(Task statement) Every line containing the string "impl" is to be copied from the records.

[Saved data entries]
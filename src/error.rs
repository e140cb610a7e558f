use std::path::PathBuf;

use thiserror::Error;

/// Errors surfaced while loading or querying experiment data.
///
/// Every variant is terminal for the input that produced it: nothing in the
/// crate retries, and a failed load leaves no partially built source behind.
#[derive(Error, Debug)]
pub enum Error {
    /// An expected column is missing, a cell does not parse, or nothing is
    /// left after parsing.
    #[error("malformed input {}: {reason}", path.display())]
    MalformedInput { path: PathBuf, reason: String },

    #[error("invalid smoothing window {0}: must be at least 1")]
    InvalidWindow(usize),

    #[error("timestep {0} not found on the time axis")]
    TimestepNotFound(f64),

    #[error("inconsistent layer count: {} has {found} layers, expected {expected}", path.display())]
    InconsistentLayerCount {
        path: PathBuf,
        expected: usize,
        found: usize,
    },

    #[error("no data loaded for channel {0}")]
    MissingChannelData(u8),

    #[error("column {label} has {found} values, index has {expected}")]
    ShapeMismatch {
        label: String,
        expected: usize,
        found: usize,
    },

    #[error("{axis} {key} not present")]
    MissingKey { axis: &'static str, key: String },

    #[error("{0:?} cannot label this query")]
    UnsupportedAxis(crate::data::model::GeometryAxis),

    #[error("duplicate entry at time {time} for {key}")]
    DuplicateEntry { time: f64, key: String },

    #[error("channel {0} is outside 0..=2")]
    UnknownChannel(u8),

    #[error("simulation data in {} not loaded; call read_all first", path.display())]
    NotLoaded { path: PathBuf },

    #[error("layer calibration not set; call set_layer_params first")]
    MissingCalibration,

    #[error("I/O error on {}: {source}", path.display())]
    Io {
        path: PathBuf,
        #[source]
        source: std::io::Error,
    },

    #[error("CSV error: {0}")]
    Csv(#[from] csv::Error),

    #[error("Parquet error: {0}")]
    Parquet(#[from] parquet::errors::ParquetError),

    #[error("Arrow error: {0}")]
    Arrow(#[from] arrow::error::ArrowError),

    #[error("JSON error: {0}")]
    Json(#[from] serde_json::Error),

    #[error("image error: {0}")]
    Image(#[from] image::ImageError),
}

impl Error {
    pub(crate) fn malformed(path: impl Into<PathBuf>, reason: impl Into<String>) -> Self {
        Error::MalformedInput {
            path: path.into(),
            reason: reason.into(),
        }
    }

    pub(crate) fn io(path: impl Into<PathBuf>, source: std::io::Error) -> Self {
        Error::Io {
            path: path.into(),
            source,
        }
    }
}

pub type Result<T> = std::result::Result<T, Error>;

(Answer to this exercise)
impl Error {
    pub(crate) fn malformed(path: impl Into<PathBuf>, reason: impl Into<String>) -> Self {
    pub(crate) fn io(path: impl Into<PathBuf>, source: std::io::Error) -> Self {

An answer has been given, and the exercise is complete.